(Collected data)
——————————

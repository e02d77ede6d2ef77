pub mod builtin;
pub mod cleanup;
pub mod pattern;
pub mod rules;
pub mod set;
pub mod spec;

use std::collections::HashSet;

use serde::{Deserialize, Serialize};
use snafu::ensure;

use crate::error::{DocfieldError, InvalidTemplateSnafu};

pub use cleanup::{CharClass, CleanupStep};
pub use pattern::Pattern;
pub use rules::{CanonicalFormat, PostRule};
pub use set::TemplateSet;
pub use spec::{
    AnchorGeometry, AnchorSpec, Constraint, Edge, FieldSpec, OffsetRect, Reference, Unit,
};

fn default_version() -> u32 {
    1
}

/// Declarative description of one document type.
#[derive(Clone, Debug, PartialEq, Serialize, Deserialize)]
pub struct Template {
    pub id: String,
    #[serde(default = "default_version")]
    pub version: u32,
    #[serde(default)]
    pub description: String,
    /// Keyword groups in top-to-bottom, left-to-right document order. Each
    /// group holds alternative spellings of one anchor.
    pub orientation: Vec<Vec<String>>,
    pub fields: Vec<FieldSpec>,
    #[serde(default)]
    pub post: Vec<PostRule>,
}

impl Template {
    pub fn new(id: &str, description: &str, orientation: &[&[&str]]) -> Self {
        Self {
            id: id.to_string(),
            version: default_version(),
            description: description.to_string(),
            orientation: orientation
                .iter()
                .map(|group| group.iter().map(|k| k.to_string()).collect())
                .collect(),
            fields: Vec::new(),
            post: Vec::new(),
        }
    }

    pub fn field(mut self, field: FieldSpec) -> Self {
        self.fields.push(field);
        self
    }

    pub fn rule(mut self, rule: PostRule) -> Self {
        self.post.push(rule);
        self
    }

    pub fn field_spec(&self, name: &str) -> Option<&FieldSpec> {
        self.fields.iter().find(|field| field.name == name)
    }

    pub fn field_names(&self) -> impl Iterator<Item = &str> {
        self.fields.iter().map(|field| field.name.as_str())
    }

    /// Checks the references inside the template. Runs on every template
    /// before it enters a [`TemplateSet`].
    pub fn validate(&self) -> Result<(), DocfieldError> {
        let template = self.id.as_str();
        ensure!(
            !template.trim().is_empty(),
            InvalidTemplateSnafu {
                template,
                message: "empty id",
            }
        );
        ensure!(
            self.orientation.iter().filter(|g| !g.is_empty()).count() >= 2,
            InvalidTemplateSnafu {
                template,
                message: "orientation needs at least two keyword groups",
            }
        );
        ensure!(
            !self.fields.is_empty(),
            InvalidTemplateSnafu {
                template,
                message: "no fields",
            }
        );

        let mut names = HashSet::new();
        for field in &self.fields {
            ensure!(
                names.insert(field.name.as_str()),
                InvalidTemplateSnafu {
                    template,
                    message: format!("duplicate field `{}`", field.name),
                }
            );
        }

        for field in &self.fields {
            for anchor in &field.anchors {
                ensure!(
                    anchor.keywords.iter().any(|k| !k.trim().is_empty()),
                    InvalidTemplateSnafu {
                        template,
                        message: format!("anchor of `{}` has no keyword", field.name),
                    }
                );
                for constraint in &anchor.constrains {
                    ensure!(
                        names.contains(constraint.field.as_str()),
                        InvalidTemplateSnafu {
                            template,
                            message: format!(
                                "anchor of `{}` constrains unknown field `{}`",
                                field.name, constraint.field
                            ),
                        }
                    );
                    ensure!(
                        constraint.weight > 0.0,
                        InvalidTemplateSnafu {
                            template,
                            message: format!(
                                "constraint on `{}` needs a positive weight",
                                constraint.field
                            ),
                        }
                    );
                }
            }
        }

        for rule in &self.post {
            if let Some(unknown) = rule.fields().into_iter().find(|f| !names.contains(f)) {
                return InvalidTemplateSnafu {
                    template,
                    message: format!("post rule references unknown field `{unknown}`"),
                }
                .fail();
            }
        }

        Ok(())
    }
}

#[cfg(test)]
mod tests {
    use super::*;

    fn sample() -> Template {
        Template::new("sample", "two fields", &[&["姓名"], &["性别"]])
            .field(
                FieldSpec::new("name")
                    .anchor(AnchorSpec::new(&["姓名"]).region(OffsetRect::line(0.5, 8.0))),
            )
            .field(
                FieldSpec::new("sex")
                    .anchor(AnchorSpec::new(&["性别"]).region(OffsetRect::line(0.5, 3.0))),
            )
    }

    #[test]
    fn test_validate_ok() {
        assert!(sample().validate().is_ok());
    }

    #[test]
    fn test_validate_rejects_bad_references() {
        let duplicate = sample().field(FieldSpec::new("name"));
        assert!(matches!(
            duplicate.validate(),
            Err(DocfieldError::InvalidTemplate { .. })
        ));

        let unknown_rule = sample().rule(PostRule::default_value("ethnicity", "汉"));
        assert!(unknown_rule.validate().is_err());

        let mut one_group = sample();
        one_group.orientation.truncate(1);
        assert!(one_group.validate().is_err());

        let unknown_constraint = sample().field(
            FieldSpec::new("birth").anchor(AnchorSpec::new(&["出生"]).constrains(
                "address",
                OffsetRect::line(0.0, 1.0),
                1.0,
            )),
        );
        assert!(unknown_constraint.validate().is_err());
    }

    #[test]
    fn test_template_json() {
        let json = r#"{
            "id": "visa",
            "orientation": [["签证"], ["姓名"]],
            "fields": [{"name": "name", "anchors": [{"keywords": ["姓名"]}]}],
            "post": [{"rule": "canonicalize", "field": "name", "format": "compact"}]
        }"#;
        let template: Template = serde_json::from_str(json).unwrap();
        assert_eq!(template.version, 1);
        assert!(template.validate().is_ok());
        assert_eq!(template.field_names().collect::<Vec<_>>(), vec!["name"]);
    }
}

——————————

What is required: The word "TemplateSet" occurs on some lines of the data. Give the number of those lines only.

Solution for this task: 2